■ EXERCISE INPUTS:
⟨

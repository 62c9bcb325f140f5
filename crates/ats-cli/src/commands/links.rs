//! Shareable link CLI commands.

use std::time::Duration;

use chrono::Utc;
use clap::{Args, Subcommand};
use serde::Serialize;
use tabled::Tabled;

use crate::clipboard::Osc52Clipboard;
use crate::output::{self, OutputFormat};
use ats_core::config::AppConfig;
use ats_core::error::AppError;
use ats_entity::link::{JobId, LinkId, LinkScope, ShareableLink};
use ats_entity::permission::{PermissionLevel, describe};
use ats_service::{EnsureOutcome, ShareSession};

/// Arguments for link commands
#[derive(Debug, Args)]
pub struct LinksArgs {
    /// Link subcommand
    #[command(subcommand)]
    pub command: LinksCommand,
}

/// Link subcommands
#[derive(Debug, Subcommand)]
pub enum LinksCommand {
    /// List links known to the backend
    List {
        /// Restrict to one job (omit for all links)
        #[arg(long)]
        job: Option<JobId>,
    },
    /// Show the active link for a scope
    Show {
        /// Job scope (omit for the global link)
        #[arg(long)]
        job: Option<JobId>,
    },
    /// Create a link unless an active one already exists
    Ensure {
        /// Job scope (omit for the global link)
        #[arg(long)]
        job: Option<JobId>,
        /// Permission tier for a new link (defaults to share.default_permission)
        #[arg(short, long)]
        permission: Option<PermissionLevel>,
    },
    /// Change the permission tier of a link
    Update {
        /// Link id
        id: String,
        /// New permission tier
        #[arg(short, long)]
        permission: PermissionLevel,
        /// Job scope the link belongs to (omit for global)
        #[arg(long)]
        job: Option<JobId>,
    },
    /// Copy the active link's URL to the terminal clipboard
    Copy {
        /// Job scope (omit for the global link)
        #[arg(long)]
        job: Option<JobId>,
    },
}

/// Table row for a link
#[derive(Debug, Serialize, Tabled)]
pub struct LinkRow {
    /// Link id
    #[tabled(rename = "ID")]
    pub id: String,
    /// Scope
    #[tabled(rename = "Scope")]
    pub scope: String,
    /// Permission tier
    #[tabled(rename = "Permission")]
    pub permission: String,
    /// Creation time
    #[tabled(rename = "Created")]
    pub created_at: String,
    /// Expiry time
    #[tabled(rename = "Expires")]
    pub expires_at: String,
    /// Active right now
    #[tabled(rename = "Active")]
    pub active: bool,
    /// Access count
    #[tabled(rename = "Accesses")]
    pub access_count: u64,
    /// Shareable URL
    #[tabled(rename = "URL")]
    pub url: String,
}

impl From<&ShareableLink> for LinkRow {
    fn from(link: &ShareableLink) -> Self {
        Self {
            id: link.id.to_string(),
            scope: link.scope.to_string(),
            permission: link.permission_level.to_string(),
            created_at: link.created_at.format("%Y-%m-%d %H:%M").to_string(),
            expires_at: link
                .expires_at
                .map(|ts| ts.format("%Y-%m-%d %H:%M").to_string())
                .unwrap_or_else(|| "never".to_string()),
            active: link.is_active(),
            access_count: link.access_count,
            url: link.full_url.clone(),
        }
    }
}

/// Execute link commands
pub async fn execute(
    args: &LinksArgs,
    config: &AppConfig,
    format: OutputFormat,
) -> Result<(), AppError> {
    let controller = super::build_controller(config)?;
    let copied_feedback = Duration::from_secs(config.share.copied_feedback_seconds);

    match &args.command {
        LinksCommand::List { job } => {
            let scope = job.map(LinkScope::Job);
            let listing = controller.list_links(scope.as_ref()).await;
            if !listing.is_available() {
                output::print_warning("Backend unavailable, no links known");
            }
            let rows: Vec<LinkRow> = listing.links.iter().map(LinkRow::from).collect();
            output::print_list(&rows, format, "No links found.");
        }
        LinksCommand::Show { job } => {
            let scope = LinkScope::from_job(*job);
            let listing = controller.list_links(Some(&scope)).await;
            match listing.active_for(&scope, Utc::now()) {
                Some(link) => output::print_link(link, format),
                None => output::print_warning(&format!("No active link for scope {scope}")),
            }
        }
        LinksCommand::Ensure { job, permission } => {
            let requested = match permission {
                Some(level) => *level,
                None => config.share.default_permission.parse::<PermissionLevel>()?,
            };
            let session =
                ShareSession::new(controller.clone(), LinkScope::from_job(*job), copied_feedback);

            match session.generate(requested).await? {
                EnsureOutcome::Existing(link) => {
                    output::print_warning(&format!(
                        "An active link already exists for scope {}; no new link was created",
                        link.scope
                    ));
                    output::print_link(&link, format);
                }
                EnsureOutcome::Created(link) => {
                    output::print_success(&format!(
                        "Created {} link for scope {} (expires in {} days)",
                        link.permission_level,
                        link.scope,
                        controller.expiry_days()
                    ));
                    output::print_link(&link, format);
                }
            }
        }
        LinksCommand::Update {
            id,
            permission,
            job,
        } => {
            let scope = LinkScope::from_job(*job);
            let id = LinkId::new(id.as_str());
            let listing = controller.list_links(Some(&scope)).await;
            if !listing.is_available() {
                return Err(AppError::network(
                    "Backend unavailable, cannot look up the link to update",
                ));
            }
            let current = listing
                .links
                .iter()
                .find(|link| link.id == id)
                .ok_or_else(|| AppError::not_found(format!("Link {id} not found in scope {scope}")))?;

            if current.permission_level == *permission {
                output::print_warning(&format!("Link {id} already has {permission} access"));
                return Ok(());
            }

            let updated = controller.update_permission(current, *permission).await?;
            output::print_success(&format!(
                "Link {} now grants {}",
                updated.id,
                describe(updated.permission_level).label
            ));
            output::print_link(&updated, format);
        }
        LinksCommand::Copy { job } => {
            let session =
                ShareSession::new(controller.clone(), LinkScope::from_job(*job), copied_feedback);
            session.refresh().await;
            let url = session.copy(&Osc52Clipboard)?;
            output::print_success(&format!("Copied {url}"));
        }
    }

    Ok(())
}
//! Shareable link domain entities and backend wire shapes.

pub mod id;
pub mod model;
pub mod scope;
pub mod wire;

pub use id::{JobId, LinkId};
pub use model::{ShareableLink, derive_full_url};
pub use scope::LinkScope;
pub use wire::{
    CreateLinkRequest, LinkListResponse, LinkPatch, LinkRecord, UpdatePermissionRequest,
};
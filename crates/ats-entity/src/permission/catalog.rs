//! Display metadata for each permission tier.

use serde::Serialize;

use super::level::{PermissionLevel, UnknownPermissionLevel};

/// Human-facing description of a tier.
#[derive(Debug, Clone, Copy, PartialEq, Eq, Serialize)]
pub struct PermissionInfo {
    /// The tier being described.
    pub level: PermissionLevel,
    /// Short label shown next to the selector.
    pub label: &'static str,
    /// One-line explanation of what the tier allows.
    pub description: &'static str,
    /// Icon name used by the share dialog.
    pub icon: &'static str,
}

static CATALOG: [PermissionInfo; 4] = [
    PermissionInfo {
        level: PermissionLevel::View,
        label: "View only",
        description: "Can view applicants and their progress",
        icon: "eye",
    },
    PermissionInfo {
        level: PermissionLevel::Comment,
        label: "Comment",
        description: "Can view applicants and add comments",
        icon: "message-square",
    },
    PermissionInfo {
        level: PermissionLevel::Edit,
        label: "Edit",
        description: "Can view, comment and move applicants between stages",
        icon: "edit",
    },
    PermissionInfo {
        level: PermissionLevel::Full,
        label: "Full access",
        description: "Complete control over the shared board",
        icon: "shield",
    },
];

/// Look up the display metadata for a tier.
pub fn describe(level: PermissionLevel) -> &'static PermissionInfo {
    &CATALOG[usize::from(level.rank() - 1)]
}

/// Describe a raw tier name, failing on anything outside the four tiers.
pub fn describe_raw(raw: &str) -> Result<&'static PermissionInfo, UnknownPermissionLevel> {
    raw.parse::<PermissionLevel>().map(describe)
}

/// The full catalog in ascending capability order.
pub fn catalog() -> &'static [PermissionInfo] {
    &CATALOG
}
//! Link resolution and lifecycle.

pub mod controller;
pub mod resolver;

pub use controller::{EnsureOutcome, LinkController, LinkListing, ListingStatus};
pub use resolver::resolve_active_link;
//! Integration tests for share session state.

mod helpers;

use std::sync::{Arc, Mutex};
use std::time::{Duration, Instant};

use serde_json::json;

use ats_core::error::{AppError, ErrorKind};
use ats_core::result::AppResult;
use ats_entity::link::{LinkId, LinkScope};
use ats_entity::permission::PermissionLevel;
use ats_service::{Clipboard, LinkError, ShareSession};

use helpers::{FakeBackend, active_global, controller};

const FEEDBACK: Duration = Duration::from_secs(3);

#[derive(Debug, Default)]
struct RecordingClipboard {
    copied: Mutex<Vec<String>>,
}

impl Clipboard for RecordingClipboard {
    fn copy_text(&self, text: &str) -> AppResult<()> {
        self.copied.lock().unwrap().push(text.to_string());
        Ok(())
    }
}

fn session(backend: Arc<FakeBackend>) -> ShareSession {
    ShareSession::new(controller(backend), LinkScope::Global, FEEDBACK)
}

#[tokio::test]
async fn test_refresh_discovers_active_link() {
    let session = session(FakeBackend::with_list(json!([active_global(3)])));
    assert!(session.current().is_none());

    let found = session.refresh().await.unwrap();
    assert_eq!(found.id, LinkId::from(3));
    assert_eq!(session.current(), Some(found));
}

#[tokio::test]
async fn test_refresh_failure_keeps_displayed_link() {
    let backend = FakeBackend::with_list(json!([active_global(3)]));
    let session = session(backend.clone());
    session.refresh().await;

    backend.set_list(None);
    let still = session.refresh().await;
    assert_eq!(still.map(|l| l.id), Some(LinkId::from(3)));
}

#[tokio::test]
async fn test_generate_displays_new_link() {
    let backend = FakeBackend::with_list(json!([]));
    let session = session(backend.clone());

    let outcome = session.generate(PermissionLevel::Comment).await.unwrap();
    assert!(!outcome.is_duplicate());
    assert_eq!(session.current().as_ref(), Some(outcome.link()));
    assert!(!session.is_busy());
}

#[tokio::test]
async fn test_generate_with_existing_link_signals_duplicate() {
    let backend = FakeBackend::with_list(json!([active_global(8)]));
    let session = session(backend.clone());

    let outcome = session.generate(PermissionLevel::Full).await.unwrap();
    assert!(outcome.is_duplicate());
    assert_eq!(session.current().map(|l| l.id), Some(LinkId::from(8)));
    assert_eq!(backend.create_count(), 0);
}

#[tokio::test]
async fn test_second_generate_rejected_while_in_flight() {
    let backend = FakeBackend::with_list(json!([]));
    let gate = backend.gate_creates();
    let session = Arc::new(session(backend.clone()));

    let first = tokio::spawn({
        let session = session.clone();
        async move { session.generate(PermissionLevel::View).await }
    });

    gate.entered.notified().await;
    assert!(session.is_busy());
    let second = session.generate(PermissionLevel::View).await;
    assert!(matches!(second, Err(LinkError::RequestInFlight)));

    gate.release.notify_one();
    let outcome = first.await.unwrap().unwrap();
    assert!(!outcome.is_duplicate());
    assert!(!session.is_busy());
    assert_eq!(backend.create_count(), 1);
}

#[tokio::test]
async fn test_pending_refresh_does_not_override_generate() {
    let backend = FakeBackend::with_list(json!([]));
    let gate = backend.gate_next_list();
    let session = Arc::new(session(backend.clone()));

    let refresh = tokio::spawn({
        let session = session.clone();
        async move { session.refresh().await }
    });
    gate.entered.notified().await;

    let created = session.generate(PermissionLevel::Edit).await.unwrap();
    assert_eq!(session.current().as_ref(), Some(created.link()));

    gate.release.notify_one();
    let shown = refresh.await.unwrap();
    assert_eq!(shown.as_ref(), Some(created.link()));
    assert_eq!(session.current().as_ref(), Some(created.link()));
}

#[tokio::test]
async fn test_pending_refresh_does_not_override_permission_change() {
    let backend = FakeBackend::with_list(json!([active_global(3)]));
    let session = Arc::new(session(backend.clone()));
    session.refresh().await.unwrap();

    let gate = backend.gate_next_list();
    let refresh = tokio::spawn({
        let session = session.clone();
        async move { session.refresh().await }
    });
    gate.entered.notified().await;

    let updated = session.change_permission(PermissionLevel::Full).await.unwrap();
    gate.release.notify_one();
    refresh.await.unwrap();

    assert_eq!(session.current(), Some(updated));
    assert_eq!(
        session.current().map(|l| l.permission_level),
        Some(PermissionLevel::Full)
    );
}

#[tokio::test]
async fn test_change_permission_success() {
    let backend = FakeBackend::with_list(json!([active_global(3)]));
    let session = session(backend);
    let before = session.refresh().await.unwrap();

    let updated = session.change_permission(PermissionLevel::Edit).await.unwrap();
    assert_eq!(updated.permission_level, PermissionLevel::Edit);
    assert_eq!(updated.token, before.token);
    assert_eq!(session.current(), Some(updated));
}

#[tokio::test]
async fn test_change_permission_failure_reverts() {
    let backend = FakeBackend::with_list(json!([active_global(3)]));
    backend.fail_updates(AppError::backend_status(403, "not allowed"));
    let session = session(backend);
    let before = session.refresh().await.unwrap();

    let err = session
        .change_permission(PermissionLevel::Full)
        .await
        .unwrap_err();
    assert_eq!(err.cause().map(|c| c.kind), Some(ErrorKind::Authorization));
    assert_eq!(session.current(), Some(before));
}

#[tokio::test]
async fn test_change_permission_without_link() {
    let session = session(FakeBackend::with_list(json!([])));
    let err = session
        .change_permission(PermissionLevel::Edit)
        .await
        .unwrap_err();
    assert!(matches!(err, LinkError::NoActiveLink(LinkScope::Global)));
}

#[tokio::test]
async fn test_copy_flag_expires() {
    let session = session(FakeBackend::with_list(json!([active_global(3)])));
    let link = session.refresh().await.unwrap();
    let clipboard = RecordingClipboard::default();

    let start = Instant::now();
    let url = session.copy_at(&clipboard, start).unwrap();
    assert_eq!(url, link.full_url);
    assert_eq!(clipboard.copied.lock().unwrap().as_slice(), &[link.full_url.clone()]);

    assert!(session.is_copied_at(start + Duration::from_secs(1)));
    assert!(!session.is_copied_at(start + FEEDBACK));
    assert_eq!(session.open_url(), Some(link.full_url));
}

#[tokio::test]
async fn test_copy_without_link_fails() {
    let session = session(FakeBackend::with_list(json!([])));
    let clipboard = RecordingClipboard::default();
    let err = session.copy(&clipboard).unwrap_err();
    assert_eq!(err.kind, ErrorKind::NotFound);
    assert!(clipboard.copied.lock().unwrap().is_empty());
    assert!(!session.is_copied());
}
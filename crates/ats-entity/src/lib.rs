//! # ats-entity
//!
//! Domain models for shareable applicant-tracking links. Every public
//! struct here is either a domain value (`ShareableLink`, `LinkScope`,
//! `PermissionLevel`) or a backend wire shape decoded from the REST API.

pub mod link;
pub mod permission;
pub mod timestamp;
//! # ats-cli
//!
//! Command definitions, output formatting and the terminal clipboard used
//! by the `ats-links` binary.

pub mod clipboard;
pub mod commands;
pub mod output;

pub use commands::Cli;
//! Convenience result type alias.

use crate::error::AppError;

/// A specialized `Result` type for ATS link operations.
pub type AppResult<T> = Result<T, AppError>;
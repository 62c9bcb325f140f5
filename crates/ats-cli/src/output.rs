//! Terminal rendering for link listings, link details and status lines.

use serde::Serialize;
use tabled::{Table, Tabled};

use ats_entity::link::ShareableLink;
use ats_entity::permission::{PermissionLevel, describe};

const TIMESTAMP_FORMAT: &str = "%Y-%m-%d %H:%M UTC";

/// Output format selection
#[derive(Debug, Clone, Copy, Default, PartialEq, Eq, clap::ValueEnum)]
pub enum OutputFormat {
    /// Human-readable table
    #[default]
    Table,
    /// JSON output
    Json,
}

/// Print rows as a table, or as a JSON array.
///
/// `empty` is shown instead of an empty table.
pub fn print_list<T: Serialize + Tabled>(items: &[T], format: OutputFormat, empty: &str) {
    match format {
        OutputFormat::Table if items.is_empty() => println!("{empty}"),
        OutputFormat::Table => println!("{}", Table::new(items)),
        OutputFormat::Json => print_json(&items),
    }
}

/// Print a value as pretty JSON.
pub fn print_json<T: Serialize + ?Sized>(item: &T) {
    match serde_json::to_string_pretty(item) {
        Ok(json) => println!("{json}"),
        Err(e) => print_error(&format!("Failed to encode output: {e}")),
    }
}

/// Print one link: its full record as JSON, or a detail block.
pub fn print_link(link: &ShareableLink, format: OutputFormat) {
    match format {
        OutputFormat::Json => print_json(link),
        OutputFormat::Table => print!("{}", render_details(&link_details(link))),
    }
}

/// Labelled fields shown for a single link.
fn link_details(link: &ShareableLink) -> Vec<(&'static str, String)> {
    let info = describe(link.permission_level);
    vec![
        ("ID", link.id.to_string()),
        ("Scope", link.scope.to_string()),
        ("Permission", format!("{} ({})", info.label, info.description)),
        ("Grants", capabilities(link.permission_level)),
        ("Created", link.created_at.format(TIMESTAMP_FORMAT).to_string()),
        (
            "Expires",
            link.expires_at
                .map(|ts| ts.format(TIMESTAMP_FORMAT).to_string())
                .unwrap_or_else(|| "never".to_string()),
        ),
        ("Status", if link.is_active() { "active" } else { "expired" }.to_string()),
        ("Accesses", link.access_count.to_string()),
        ("URL", link.full_url.clone()),
    ]
}

/// Comma-separated actions a tier allows.
pub fn capabilities(level: PermissionLevel) -> String {
    let mut granted = vec!["view"];
    if level.can_comment() {
        granted.push("comment");
    }
    if level.can_edit() {
        granted.push("edit");
    }
    if level.can_manage() {
        granted.push("manage");
    }
    granted.join(", ")
}

/// Align labels into one column.
fn render_details(fields: &[(&str, String)]) -> String {
    let width = fields.iter().map(|(label, _)| label.len()).max().unwrap_or(0) + 1;
    fields
        .iter()
        .map(|(label, value)| format!("  {:<width$} {value}\n", format!("{label}:")))
        .collect()
}

/// Print a success message
pub fn print_success(msg: &str) {
    println!("✓ {msg}");
}

/// Print a warning message
pub fn print_warning(msg: &str) {
    println!("⚠ {msg}");
}

/// Print an error message to stderr
pub fn print_error(msg: &str) {
    eprintln!("✗ {msg}");
}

⟩

■ TASK:
Answer with a number only: how many lines above have the word "text"?

■ RESPONSE:
2